(PROBLEM):
In the entries below, find the line with "can implement both." and the line with "#[trait_variant::make(SessionRepository: Send)]". Reproduce those two lines and every line between them exactly, and nothing more.
*** Block opens ***
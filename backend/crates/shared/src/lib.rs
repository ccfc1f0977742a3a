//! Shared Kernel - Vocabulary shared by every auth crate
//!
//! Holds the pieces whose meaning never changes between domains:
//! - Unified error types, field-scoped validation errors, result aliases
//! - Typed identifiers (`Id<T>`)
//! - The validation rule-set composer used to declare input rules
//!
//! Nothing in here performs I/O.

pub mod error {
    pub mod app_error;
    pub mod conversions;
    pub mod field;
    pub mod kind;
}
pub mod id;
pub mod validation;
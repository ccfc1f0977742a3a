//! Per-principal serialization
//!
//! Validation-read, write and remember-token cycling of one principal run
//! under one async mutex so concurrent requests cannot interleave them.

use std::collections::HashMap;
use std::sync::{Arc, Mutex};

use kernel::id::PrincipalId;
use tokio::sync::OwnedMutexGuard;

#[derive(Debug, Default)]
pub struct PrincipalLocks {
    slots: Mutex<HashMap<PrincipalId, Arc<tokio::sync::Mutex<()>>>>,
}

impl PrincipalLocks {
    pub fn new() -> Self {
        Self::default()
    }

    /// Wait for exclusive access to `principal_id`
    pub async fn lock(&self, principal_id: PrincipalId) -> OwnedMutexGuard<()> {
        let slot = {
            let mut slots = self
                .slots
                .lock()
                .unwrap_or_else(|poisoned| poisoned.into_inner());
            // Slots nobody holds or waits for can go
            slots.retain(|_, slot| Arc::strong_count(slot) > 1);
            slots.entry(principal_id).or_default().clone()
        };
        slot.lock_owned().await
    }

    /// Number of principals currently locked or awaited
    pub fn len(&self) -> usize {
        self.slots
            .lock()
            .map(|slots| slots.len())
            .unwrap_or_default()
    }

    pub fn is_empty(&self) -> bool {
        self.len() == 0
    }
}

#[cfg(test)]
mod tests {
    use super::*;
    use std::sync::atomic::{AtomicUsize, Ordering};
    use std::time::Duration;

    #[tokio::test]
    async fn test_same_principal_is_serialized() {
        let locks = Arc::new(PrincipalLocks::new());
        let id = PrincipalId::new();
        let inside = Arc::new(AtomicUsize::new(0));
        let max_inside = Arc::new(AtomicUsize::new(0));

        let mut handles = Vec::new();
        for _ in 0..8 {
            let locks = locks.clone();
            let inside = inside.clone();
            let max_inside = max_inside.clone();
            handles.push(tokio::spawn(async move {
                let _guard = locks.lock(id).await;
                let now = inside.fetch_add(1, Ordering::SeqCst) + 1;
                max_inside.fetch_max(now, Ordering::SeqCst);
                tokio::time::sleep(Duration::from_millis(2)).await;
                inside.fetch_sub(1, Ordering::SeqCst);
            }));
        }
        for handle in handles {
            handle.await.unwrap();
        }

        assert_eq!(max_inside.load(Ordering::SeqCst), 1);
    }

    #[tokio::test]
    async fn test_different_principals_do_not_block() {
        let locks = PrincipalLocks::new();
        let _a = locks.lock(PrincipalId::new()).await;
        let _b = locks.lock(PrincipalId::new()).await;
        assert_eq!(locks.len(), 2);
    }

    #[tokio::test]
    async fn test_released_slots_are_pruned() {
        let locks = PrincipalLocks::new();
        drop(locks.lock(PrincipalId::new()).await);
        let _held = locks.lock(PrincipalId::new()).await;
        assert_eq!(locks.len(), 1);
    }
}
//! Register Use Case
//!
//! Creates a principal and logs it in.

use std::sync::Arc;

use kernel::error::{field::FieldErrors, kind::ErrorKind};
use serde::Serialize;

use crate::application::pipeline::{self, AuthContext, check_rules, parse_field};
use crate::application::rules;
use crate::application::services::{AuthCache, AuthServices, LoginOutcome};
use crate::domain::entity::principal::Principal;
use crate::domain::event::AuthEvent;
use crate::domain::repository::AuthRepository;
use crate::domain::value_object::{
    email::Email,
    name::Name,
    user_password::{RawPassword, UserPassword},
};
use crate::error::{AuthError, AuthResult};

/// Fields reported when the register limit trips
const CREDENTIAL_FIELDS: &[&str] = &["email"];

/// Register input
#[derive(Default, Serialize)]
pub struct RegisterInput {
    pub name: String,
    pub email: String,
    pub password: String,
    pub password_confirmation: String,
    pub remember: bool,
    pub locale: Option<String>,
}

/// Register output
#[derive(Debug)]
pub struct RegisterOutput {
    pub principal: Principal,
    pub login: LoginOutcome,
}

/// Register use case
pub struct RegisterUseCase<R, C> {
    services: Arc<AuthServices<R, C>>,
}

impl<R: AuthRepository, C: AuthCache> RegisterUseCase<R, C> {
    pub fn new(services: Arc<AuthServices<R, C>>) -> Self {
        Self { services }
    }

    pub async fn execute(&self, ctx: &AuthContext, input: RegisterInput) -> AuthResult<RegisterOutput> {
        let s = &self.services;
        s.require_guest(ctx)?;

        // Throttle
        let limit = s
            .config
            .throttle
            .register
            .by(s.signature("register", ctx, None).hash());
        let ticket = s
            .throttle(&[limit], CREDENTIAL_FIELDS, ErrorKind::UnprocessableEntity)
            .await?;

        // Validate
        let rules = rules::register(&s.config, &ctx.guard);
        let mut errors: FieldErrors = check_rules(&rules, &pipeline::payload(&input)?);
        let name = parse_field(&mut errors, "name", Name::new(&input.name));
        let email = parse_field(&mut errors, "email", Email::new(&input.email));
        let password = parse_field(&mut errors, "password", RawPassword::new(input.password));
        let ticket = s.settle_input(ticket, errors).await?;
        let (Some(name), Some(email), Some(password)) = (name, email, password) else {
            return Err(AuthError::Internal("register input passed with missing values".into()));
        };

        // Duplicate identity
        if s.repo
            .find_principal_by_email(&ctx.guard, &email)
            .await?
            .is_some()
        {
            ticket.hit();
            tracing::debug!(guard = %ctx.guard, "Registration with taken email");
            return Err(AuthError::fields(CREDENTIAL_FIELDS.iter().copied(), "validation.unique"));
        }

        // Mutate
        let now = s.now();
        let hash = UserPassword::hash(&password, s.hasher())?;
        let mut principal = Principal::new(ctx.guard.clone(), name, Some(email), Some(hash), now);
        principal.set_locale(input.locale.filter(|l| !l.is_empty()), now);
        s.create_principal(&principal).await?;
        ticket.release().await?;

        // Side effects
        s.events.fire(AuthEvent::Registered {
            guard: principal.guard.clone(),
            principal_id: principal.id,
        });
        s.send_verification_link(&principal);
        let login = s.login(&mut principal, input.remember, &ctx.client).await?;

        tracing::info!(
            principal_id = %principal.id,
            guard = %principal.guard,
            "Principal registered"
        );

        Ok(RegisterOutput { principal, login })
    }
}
*** Block closes ***
*** Block opens ***
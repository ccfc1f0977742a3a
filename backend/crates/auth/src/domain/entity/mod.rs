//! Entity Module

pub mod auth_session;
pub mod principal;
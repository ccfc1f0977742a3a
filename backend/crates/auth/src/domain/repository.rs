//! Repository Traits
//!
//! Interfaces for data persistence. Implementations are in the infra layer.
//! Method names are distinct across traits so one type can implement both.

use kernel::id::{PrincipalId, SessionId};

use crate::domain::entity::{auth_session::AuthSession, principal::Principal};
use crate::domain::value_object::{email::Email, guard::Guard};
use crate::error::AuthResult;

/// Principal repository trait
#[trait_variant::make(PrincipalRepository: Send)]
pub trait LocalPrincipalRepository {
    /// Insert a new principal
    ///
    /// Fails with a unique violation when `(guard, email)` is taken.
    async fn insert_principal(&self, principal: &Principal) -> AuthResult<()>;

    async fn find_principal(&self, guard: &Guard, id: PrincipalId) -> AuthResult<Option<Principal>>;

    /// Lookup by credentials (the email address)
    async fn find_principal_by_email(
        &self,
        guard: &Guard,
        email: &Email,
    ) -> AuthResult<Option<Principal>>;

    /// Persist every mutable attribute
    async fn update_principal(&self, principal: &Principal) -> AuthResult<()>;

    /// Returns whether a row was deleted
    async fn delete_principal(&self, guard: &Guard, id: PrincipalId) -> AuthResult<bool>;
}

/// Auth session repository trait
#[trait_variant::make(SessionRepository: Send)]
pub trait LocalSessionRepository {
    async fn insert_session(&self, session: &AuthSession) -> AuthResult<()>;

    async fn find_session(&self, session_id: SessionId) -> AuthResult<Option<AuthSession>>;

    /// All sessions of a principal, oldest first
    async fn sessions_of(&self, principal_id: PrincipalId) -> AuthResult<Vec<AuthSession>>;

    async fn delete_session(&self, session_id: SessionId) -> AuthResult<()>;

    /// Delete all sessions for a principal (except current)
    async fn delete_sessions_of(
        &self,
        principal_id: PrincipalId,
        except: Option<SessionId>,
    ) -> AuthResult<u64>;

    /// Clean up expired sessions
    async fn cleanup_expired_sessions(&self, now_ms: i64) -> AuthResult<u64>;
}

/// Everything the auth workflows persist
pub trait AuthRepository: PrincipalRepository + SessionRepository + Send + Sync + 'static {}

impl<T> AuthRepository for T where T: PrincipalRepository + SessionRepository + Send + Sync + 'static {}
*** Block closes ***
(WRITTEN REPLY):
//! Method names are distinct across traits so one type can implement both.

use kernel::id::{PrincipalId, SessionId};

use crate::domain::entity::{auth_session::AuthSession, principal::Principal};
use crate::domain::value_object::{email::Email, guard::Guard};
use crate::error::AuthResult;

/// Principal repository trait
#[trait_variant::make(PrincipalRepository: Send)]
pub trait LocalPrincipalRepository {
    /// Insert a new principal
    ///
    /// Fails with a unique violation when `(guard, email)` is taken.
    async fn insert_principal(&self, principal: &Principal) -> AuthResult<()>;

    async fn find_principal(&self, guard: &Guard, id: PrincipalId) -> AuthResult<Option<Principal>>;

    /// Lookup by credentials (the email address)
    async fn find_principal_by_email(
        &self,
        guard: &Guard,
        email: &Email,
    ) -> AuthResult<Option<Principal>>;

    /// Persist every mutable attribute
    async fn update_principal(&self, principal: &Principal) -> AuthResult<()>;

    /// Returns whether a row was deleted
    async fn delete_principal(&self, guard: &Guard, id: PrincipalId) -> AuthResult<bool>;
}

/// Auth session repository trait
#[trait_variant::make(SessionRepository: Send)]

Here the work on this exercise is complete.